--- What to produce ---
Report all lines from the entries below in which "RawContact" appears.

[[ Records to process, beginning ]]

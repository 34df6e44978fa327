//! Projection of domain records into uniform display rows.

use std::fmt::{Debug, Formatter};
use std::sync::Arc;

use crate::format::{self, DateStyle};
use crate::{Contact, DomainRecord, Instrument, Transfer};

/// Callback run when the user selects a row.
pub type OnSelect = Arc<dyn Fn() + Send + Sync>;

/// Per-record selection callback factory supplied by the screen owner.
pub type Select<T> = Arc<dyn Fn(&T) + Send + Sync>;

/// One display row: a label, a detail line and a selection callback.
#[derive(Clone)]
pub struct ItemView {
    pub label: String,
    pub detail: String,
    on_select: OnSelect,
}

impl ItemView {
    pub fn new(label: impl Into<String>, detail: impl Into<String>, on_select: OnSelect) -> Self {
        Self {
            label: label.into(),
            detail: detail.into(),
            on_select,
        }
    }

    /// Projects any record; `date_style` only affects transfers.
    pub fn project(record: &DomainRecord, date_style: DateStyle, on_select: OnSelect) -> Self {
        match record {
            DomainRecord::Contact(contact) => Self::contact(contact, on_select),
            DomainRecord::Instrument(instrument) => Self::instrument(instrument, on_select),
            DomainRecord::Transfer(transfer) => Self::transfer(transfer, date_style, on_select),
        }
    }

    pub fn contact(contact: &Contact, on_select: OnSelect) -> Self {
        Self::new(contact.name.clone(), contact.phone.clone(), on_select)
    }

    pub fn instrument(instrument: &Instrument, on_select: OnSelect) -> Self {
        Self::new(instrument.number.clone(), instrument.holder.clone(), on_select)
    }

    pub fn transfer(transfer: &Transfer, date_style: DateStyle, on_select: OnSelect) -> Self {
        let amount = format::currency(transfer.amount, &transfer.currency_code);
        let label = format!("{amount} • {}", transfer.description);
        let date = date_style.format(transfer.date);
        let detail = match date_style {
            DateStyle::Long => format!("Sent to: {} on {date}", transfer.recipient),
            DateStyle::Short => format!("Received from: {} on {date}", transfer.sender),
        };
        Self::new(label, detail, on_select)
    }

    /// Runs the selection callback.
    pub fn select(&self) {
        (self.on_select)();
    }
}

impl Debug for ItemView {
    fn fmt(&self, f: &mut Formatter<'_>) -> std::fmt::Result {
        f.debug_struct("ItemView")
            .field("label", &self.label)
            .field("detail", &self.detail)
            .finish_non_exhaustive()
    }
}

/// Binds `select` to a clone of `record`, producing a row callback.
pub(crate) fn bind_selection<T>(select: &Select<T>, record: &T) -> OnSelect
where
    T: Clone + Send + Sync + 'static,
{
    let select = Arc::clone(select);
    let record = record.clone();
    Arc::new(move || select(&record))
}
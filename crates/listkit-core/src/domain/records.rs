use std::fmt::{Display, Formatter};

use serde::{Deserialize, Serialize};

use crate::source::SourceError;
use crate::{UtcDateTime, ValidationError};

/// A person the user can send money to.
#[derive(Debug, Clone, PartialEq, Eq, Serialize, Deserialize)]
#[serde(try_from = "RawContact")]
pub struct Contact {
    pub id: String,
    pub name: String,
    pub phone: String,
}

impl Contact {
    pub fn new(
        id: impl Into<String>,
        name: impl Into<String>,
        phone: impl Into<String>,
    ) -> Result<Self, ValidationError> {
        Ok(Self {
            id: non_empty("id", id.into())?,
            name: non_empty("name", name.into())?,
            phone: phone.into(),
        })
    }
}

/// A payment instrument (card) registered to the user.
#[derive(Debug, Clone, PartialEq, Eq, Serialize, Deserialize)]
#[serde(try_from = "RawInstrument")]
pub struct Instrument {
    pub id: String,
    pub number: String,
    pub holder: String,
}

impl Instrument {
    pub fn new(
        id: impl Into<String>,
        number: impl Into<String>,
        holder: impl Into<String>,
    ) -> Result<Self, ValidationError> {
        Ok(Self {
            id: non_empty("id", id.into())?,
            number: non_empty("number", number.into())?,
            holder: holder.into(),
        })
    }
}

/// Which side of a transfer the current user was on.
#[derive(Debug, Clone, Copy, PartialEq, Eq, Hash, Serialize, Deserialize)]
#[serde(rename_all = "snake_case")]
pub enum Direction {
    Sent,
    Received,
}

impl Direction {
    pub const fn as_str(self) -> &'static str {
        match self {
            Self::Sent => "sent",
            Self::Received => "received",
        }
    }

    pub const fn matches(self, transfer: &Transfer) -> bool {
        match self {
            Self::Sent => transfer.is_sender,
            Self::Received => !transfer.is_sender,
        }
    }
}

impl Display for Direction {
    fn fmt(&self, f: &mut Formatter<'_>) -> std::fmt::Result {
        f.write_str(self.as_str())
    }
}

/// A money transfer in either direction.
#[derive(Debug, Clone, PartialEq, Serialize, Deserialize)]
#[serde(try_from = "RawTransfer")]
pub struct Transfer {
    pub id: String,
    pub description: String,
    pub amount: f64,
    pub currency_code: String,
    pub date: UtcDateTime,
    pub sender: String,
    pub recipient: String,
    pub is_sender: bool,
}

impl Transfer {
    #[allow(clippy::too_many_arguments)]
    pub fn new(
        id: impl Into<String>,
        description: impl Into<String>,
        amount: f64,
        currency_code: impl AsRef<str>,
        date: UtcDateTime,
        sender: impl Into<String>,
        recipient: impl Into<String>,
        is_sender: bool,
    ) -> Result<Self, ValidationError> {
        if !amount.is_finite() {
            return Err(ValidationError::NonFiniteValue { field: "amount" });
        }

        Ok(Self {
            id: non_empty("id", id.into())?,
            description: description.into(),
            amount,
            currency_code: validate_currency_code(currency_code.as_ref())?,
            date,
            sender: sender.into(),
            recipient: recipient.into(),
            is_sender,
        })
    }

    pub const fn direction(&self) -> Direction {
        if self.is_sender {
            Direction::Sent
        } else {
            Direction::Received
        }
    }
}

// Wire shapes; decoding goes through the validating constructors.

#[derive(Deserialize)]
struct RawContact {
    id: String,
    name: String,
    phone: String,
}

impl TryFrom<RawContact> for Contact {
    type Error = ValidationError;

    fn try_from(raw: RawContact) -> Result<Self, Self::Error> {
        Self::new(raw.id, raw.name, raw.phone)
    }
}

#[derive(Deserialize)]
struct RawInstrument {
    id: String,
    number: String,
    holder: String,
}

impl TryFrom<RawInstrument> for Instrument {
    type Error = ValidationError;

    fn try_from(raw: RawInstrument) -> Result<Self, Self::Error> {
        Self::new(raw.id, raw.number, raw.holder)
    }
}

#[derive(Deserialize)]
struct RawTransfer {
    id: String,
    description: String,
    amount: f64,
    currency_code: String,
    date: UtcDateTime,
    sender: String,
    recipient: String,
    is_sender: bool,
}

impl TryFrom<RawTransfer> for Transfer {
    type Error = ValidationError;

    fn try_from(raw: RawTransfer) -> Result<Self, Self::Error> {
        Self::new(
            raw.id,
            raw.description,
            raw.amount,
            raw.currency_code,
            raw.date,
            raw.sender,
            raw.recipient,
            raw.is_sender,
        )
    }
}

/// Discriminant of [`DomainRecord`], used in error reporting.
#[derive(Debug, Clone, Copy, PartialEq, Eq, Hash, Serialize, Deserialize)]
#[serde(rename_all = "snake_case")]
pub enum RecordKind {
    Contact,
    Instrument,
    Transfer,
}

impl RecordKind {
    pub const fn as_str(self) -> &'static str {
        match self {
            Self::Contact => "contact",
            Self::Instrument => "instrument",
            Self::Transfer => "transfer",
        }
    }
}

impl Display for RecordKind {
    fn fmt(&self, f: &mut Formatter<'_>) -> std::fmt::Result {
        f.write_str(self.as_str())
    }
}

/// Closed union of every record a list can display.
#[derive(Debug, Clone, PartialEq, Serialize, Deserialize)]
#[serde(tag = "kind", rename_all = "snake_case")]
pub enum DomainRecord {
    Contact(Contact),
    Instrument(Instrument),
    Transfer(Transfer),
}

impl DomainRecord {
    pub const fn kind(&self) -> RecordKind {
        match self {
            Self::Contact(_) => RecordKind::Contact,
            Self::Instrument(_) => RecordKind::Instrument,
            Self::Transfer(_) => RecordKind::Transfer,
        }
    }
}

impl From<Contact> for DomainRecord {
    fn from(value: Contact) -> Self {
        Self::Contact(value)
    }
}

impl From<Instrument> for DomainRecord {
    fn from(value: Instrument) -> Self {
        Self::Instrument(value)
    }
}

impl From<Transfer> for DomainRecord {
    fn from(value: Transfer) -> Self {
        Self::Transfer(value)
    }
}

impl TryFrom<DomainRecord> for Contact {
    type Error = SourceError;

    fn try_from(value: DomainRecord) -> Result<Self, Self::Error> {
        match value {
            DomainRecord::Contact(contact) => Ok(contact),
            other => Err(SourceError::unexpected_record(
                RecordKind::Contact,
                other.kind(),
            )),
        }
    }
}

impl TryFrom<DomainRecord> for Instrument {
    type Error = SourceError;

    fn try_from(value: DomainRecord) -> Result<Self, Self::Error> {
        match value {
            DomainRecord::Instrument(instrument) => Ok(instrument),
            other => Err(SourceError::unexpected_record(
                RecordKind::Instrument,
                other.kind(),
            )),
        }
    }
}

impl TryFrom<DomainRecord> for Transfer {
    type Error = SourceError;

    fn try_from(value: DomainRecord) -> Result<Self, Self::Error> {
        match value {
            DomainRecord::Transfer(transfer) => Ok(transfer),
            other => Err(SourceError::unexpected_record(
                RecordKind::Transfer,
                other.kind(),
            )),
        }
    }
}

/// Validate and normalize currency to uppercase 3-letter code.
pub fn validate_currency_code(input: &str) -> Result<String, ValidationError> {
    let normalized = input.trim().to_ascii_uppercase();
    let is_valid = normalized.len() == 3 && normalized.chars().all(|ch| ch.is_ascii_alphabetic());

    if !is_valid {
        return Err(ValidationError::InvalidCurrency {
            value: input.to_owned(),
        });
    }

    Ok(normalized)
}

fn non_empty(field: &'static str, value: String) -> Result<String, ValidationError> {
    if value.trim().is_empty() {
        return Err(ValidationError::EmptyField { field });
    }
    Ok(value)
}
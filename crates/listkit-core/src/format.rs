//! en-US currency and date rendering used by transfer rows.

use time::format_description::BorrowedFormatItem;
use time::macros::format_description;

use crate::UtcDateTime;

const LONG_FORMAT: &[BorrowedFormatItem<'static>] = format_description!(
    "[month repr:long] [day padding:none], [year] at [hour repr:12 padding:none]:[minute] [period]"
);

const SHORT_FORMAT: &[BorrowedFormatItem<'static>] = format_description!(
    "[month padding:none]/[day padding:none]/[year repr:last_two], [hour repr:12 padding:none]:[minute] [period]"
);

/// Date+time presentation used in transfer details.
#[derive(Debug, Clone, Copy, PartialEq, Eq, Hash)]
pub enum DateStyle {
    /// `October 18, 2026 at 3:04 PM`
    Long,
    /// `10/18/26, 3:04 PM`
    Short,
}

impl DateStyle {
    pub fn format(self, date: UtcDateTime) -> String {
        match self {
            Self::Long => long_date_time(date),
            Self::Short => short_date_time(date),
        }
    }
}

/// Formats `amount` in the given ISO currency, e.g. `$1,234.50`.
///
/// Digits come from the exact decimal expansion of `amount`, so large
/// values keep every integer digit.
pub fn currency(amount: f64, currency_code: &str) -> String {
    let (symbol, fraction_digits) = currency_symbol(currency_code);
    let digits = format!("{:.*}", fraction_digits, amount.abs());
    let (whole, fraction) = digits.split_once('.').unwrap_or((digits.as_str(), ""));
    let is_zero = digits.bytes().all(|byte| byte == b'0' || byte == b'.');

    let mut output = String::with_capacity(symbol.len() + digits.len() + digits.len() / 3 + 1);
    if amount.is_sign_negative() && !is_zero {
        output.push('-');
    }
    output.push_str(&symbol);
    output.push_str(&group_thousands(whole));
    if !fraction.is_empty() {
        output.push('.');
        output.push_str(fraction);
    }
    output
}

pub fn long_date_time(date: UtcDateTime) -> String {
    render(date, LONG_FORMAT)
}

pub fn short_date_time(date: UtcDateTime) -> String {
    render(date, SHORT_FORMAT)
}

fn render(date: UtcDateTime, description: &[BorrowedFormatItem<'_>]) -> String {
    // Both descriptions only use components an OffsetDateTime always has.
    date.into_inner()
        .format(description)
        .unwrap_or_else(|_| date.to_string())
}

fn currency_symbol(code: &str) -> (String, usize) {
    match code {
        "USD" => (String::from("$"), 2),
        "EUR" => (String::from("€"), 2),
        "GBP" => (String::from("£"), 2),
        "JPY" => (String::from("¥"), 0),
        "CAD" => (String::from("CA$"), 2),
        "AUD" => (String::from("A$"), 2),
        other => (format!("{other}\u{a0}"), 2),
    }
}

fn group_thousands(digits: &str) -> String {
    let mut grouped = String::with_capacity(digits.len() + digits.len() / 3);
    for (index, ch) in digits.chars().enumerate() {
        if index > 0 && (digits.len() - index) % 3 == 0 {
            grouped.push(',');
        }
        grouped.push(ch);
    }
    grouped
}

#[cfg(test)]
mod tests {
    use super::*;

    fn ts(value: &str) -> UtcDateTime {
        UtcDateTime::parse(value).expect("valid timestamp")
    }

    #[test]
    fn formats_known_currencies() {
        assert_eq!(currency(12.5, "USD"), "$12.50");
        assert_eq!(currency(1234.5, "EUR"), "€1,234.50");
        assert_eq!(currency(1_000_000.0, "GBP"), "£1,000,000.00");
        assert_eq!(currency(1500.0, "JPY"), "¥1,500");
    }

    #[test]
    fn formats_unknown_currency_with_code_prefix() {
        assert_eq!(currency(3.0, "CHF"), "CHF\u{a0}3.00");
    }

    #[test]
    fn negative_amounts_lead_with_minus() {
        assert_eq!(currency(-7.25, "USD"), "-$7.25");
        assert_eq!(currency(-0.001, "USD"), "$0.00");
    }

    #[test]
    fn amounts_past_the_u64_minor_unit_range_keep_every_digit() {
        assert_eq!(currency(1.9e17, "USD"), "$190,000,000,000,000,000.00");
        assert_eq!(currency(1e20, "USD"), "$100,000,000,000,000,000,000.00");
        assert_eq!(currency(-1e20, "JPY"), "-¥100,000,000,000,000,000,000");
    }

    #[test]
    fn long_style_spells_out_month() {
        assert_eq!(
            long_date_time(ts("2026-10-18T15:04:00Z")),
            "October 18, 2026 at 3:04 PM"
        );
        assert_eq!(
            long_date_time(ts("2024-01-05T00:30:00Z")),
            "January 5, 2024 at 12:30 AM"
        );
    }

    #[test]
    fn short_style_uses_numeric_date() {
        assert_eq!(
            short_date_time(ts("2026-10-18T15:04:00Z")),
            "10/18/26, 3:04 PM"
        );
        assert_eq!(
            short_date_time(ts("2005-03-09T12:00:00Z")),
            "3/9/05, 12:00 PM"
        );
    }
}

[[ Records to process, end ]]

--- Completed task ---
#[serde(try_from = "RawContact")]
struct RawContact {
impl TryFrom<RawContact> for Contact {
    fn try_from(raw: RawContact) -> Result<Self, Self::Error> {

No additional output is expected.